(Saved data entries)
'''
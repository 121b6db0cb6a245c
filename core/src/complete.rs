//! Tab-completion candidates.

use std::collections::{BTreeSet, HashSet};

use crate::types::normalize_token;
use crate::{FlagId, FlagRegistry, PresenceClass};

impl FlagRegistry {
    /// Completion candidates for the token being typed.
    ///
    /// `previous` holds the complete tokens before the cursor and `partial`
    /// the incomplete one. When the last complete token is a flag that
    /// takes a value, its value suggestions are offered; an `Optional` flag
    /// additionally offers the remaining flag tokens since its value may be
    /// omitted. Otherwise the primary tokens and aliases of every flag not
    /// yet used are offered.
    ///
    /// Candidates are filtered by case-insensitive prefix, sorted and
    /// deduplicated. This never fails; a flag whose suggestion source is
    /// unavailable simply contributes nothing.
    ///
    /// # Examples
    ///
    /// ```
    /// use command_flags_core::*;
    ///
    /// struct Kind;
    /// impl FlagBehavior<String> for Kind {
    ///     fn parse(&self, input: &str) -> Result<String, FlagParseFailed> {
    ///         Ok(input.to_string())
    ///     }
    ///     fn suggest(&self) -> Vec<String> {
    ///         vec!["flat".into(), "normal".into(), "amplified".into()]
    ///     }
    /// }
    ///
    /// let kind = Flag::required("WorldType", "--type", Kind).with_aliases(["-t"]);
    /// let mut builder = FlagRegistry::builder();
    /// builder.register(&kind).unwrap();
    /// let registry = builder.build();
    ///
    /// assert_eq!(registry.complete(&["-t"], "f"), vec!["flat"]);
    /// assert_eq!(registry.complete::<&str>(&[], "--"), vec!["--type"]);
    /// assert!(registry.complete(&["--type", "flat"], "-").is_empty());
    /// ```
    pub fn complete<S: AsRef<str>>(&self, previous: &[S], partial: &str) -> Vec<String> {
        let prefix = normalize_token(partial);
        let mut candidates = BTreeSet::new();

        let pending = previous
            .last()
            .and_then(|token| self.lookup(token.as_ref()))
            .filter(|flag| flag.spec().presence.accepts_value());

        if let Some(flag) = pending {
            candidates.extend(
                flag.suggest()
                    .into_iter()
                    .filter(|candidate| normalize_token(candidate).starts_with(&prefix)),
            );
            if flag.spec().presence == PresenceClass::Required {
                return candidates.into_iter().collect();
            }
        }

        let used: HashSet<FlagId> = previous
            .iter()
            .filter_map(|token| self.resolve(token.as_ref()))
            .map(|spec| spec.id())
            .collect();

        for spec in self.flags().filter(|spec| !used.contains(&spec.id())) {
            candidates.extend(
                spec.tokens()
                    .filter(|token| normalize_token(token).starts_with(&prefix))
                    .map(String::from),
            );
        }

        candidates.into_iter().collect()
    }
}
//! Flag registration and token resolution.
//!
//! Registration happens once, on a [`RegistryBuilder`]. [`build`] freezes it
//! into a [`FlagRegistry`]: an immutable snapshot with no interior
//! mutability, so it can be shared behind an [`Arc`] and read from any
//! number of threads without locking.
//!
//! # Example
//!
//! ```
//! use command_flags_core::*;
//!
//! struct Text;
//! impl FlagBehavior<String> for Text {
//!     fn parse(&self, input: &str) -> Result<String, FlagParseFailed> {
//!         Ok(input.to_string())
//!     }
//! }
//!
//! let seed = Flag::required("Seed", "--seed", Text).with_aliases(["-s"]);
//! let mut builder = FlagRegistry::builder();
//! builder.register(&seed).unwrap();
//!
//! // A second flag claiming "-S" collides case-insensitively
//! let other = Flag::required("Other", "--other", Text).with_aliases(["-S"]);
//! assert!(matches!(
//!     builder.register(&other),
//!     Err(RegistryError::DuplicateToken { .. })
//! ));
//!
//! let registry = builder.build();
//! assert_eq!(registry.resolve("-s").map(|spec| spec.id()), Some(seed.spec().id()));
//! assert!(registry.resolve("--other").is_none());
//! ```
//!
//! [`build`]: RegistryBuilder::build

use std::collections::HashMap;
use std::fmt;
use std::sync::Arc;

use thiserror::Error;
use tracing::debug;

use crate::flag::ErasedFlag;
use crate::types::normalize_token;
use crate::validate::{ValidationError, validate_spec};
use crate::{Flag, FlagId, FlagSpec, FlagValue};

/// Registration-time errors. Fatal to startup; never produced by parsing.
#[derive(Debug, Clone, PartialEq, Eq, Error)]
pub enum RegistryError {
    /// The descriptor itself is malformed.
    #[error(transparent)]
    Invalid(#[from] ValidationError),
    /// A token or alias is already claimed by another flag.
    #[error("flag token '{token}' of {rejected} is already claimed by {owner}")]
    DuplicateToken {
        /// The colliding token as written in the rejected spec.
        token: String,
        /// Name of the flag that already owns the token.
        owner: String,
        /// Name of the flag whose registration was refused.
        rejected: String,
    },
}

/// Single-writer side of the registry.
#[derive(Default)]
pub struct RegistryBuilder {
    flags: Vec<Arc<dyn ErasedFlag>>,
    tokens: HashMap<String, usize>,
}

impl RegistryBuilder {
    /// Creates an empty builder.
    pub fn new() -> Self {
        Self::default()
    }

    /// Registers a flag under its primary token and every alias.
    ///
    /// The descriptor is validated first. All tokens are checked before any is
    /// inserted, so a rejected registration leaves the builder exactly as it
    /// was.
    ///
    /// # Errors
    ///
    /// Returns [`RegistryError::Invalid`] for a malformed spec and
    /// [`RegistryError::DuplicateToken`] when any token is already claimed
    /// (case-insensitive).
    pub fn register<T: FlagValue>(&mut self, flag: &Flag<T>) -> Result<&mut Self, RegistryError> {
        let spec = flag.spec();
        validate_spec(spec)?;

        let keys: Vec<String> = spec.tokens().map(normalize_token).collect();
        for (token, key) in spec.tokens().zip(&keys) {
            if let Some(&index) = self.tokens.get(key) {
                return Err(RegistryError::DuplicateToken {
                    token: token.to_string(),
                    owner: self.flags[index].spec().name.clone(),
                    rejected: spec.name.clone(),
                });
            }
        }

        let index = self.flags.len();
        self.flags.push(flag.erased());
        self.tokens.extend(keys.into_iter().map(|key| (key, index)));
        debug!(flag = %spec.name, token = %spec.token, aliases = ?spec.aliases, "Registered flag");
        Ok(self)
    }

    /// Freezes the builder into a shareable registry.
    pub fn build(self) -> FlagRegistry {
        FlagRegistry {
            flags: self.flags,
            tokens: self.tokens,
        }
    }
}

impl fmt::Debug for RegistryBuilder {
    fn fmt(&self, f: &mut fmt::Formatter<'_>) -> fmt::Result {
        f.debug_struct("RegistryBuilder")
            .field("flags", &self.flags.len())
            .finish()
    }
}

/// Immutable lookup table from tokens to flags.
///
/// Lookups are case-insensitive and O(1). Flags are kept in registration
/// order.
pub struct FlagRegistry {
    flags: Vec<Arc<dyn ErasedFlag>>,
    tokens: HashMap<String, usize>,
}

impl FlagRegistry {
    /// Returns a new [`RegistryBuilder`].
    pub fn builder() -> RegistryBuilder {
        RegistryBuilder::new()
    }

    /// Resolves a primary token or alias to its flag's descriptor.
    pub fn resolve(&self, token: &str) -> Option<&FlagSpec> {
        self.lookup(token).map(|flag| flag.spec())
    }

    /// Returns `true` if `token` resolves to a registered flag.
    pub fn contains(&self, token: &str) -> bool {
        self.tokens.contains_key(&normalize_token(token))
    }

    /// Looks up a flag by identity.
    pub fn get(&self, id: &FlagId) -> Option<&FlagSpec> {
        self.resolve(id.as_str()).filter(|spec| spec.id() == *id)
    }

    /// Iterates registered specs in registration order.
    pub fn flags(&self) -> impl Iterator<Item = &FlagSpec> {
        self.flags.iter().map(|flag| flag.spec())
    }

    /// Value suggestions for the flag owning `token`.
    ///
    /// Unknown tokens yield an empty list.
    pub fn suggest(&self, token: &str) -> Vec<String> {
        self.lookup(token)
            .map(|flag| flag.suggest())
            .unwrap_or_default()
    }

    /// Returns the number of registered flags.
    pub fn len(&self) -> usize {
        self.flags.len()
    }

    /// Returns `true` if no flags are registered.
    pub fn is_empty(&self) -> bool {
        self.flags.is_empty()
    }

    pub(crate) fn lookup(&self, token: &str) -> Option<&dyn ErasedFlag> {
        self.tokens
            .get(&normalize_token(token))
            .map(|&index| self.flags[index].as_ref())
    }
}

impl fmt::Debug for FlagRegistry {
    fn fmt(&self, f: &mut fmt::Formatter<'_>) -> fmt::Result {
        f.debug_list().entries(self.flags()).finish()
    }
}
'''
'''
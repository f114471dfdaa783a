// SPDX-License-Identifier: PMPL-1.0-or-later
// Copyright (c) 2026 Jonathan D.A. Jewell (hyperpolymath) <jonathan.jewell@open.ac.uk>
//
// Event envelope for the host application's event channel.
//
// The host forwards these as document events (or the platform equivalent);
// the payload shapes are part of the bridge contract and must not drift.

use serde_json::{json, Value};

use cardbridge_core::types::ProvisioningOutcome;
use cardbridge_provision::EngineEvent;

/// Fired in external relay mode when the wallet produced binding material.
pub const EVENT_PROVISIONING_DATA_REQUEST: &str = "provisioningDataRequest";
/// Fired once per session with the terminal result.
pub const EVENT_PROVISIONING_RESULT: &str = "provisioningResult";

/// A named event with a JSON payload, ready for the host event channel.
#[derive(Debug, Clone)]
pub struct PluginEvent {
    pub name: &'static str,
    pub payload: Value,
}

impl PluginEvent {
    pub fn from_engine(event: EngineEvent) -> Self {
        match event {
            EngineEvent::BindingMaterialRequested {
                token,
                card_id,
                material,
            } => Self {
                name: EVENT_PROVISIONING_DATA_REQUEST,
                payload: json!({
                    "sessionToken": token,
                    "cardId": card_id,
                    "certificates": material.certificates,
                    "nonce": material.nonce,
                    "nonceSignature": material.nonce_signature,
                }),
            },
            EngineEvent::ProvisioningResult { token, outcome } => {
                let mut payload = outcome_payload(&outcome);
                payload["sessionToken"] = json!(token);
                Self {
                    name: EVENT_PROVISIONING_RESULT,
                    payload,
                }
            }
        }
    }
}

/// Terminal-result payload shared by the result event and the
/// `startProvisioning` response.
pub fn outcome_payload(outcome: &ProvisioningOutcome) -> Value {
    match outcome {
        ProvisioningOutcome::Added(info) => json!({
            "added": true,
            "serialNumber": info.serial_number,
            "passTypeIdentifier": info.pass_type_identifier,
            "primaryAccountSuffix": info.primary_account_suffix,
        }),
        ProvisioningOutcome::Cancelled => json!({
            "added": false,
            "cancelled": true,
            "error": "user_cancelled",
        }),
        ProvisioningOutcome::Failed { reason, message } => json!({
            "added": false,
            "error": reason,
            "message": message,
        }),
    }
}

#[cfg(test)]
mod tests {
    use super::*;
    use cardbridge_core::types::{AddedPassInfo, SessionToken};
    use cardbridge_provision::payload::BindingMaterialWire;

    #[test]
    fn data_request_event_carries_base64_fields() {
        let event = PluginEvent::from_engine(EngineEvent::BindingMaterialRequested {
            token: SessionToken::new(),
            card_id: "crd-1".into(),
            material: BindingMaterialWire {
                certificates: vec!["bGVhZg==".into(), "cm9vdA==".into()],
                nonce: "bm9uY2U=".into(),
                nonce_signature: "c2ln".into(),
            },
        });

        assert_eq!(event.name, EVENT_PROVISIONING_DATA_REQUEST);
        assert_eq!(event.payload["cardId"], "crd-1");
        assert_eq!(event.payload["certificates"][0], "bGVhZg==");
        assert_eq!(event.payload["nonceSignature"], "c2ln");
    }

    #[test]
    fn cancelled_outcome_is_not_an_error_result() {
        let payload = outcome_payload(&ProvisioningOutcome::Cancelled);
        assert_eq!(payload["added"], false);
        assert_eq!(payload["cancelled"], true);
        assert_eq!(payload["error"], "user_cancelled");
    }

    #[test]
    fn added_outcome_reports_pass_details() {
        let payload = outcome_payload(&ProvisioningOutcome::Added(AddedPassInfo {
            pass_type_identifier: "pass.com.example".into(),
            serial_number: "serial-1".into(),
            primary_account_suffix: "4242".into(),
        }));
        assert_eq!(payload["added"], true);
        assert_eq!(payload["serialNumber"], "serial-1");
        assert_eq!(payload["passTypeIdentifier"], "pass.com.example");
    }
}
'''
* Exercise objective:
Above this instruction are the records; retype exactly the lines from the one containing "a registered flag." up to and including the one containing "an empty list.".

* Exercise answer:
    /// Returns `true` if `token` resolves to a registered flag.
    pub fn contains(&self, token: &str) -> bool {
        self.tokens.contains_key(&normalize_token(token))
    }

    /// Looks up a flag by identity.
    pub fn get(&self, id: &FlagId) -> Option<&FlagSpec> {
        self.resolve(id.as_str()).filter(|spec| spec.id() == *id)
    }

    /// Iterates registered specs in registration order.
    pub fn flags(&self) -> impl Iterator<Item = &FlagSpec> {
        self.flags.iter().map(|flag| flag.spec())
    }

    /// Value suggestions for the flag owning `token`.
    ///
    /// Unknown tokens yield an empty list.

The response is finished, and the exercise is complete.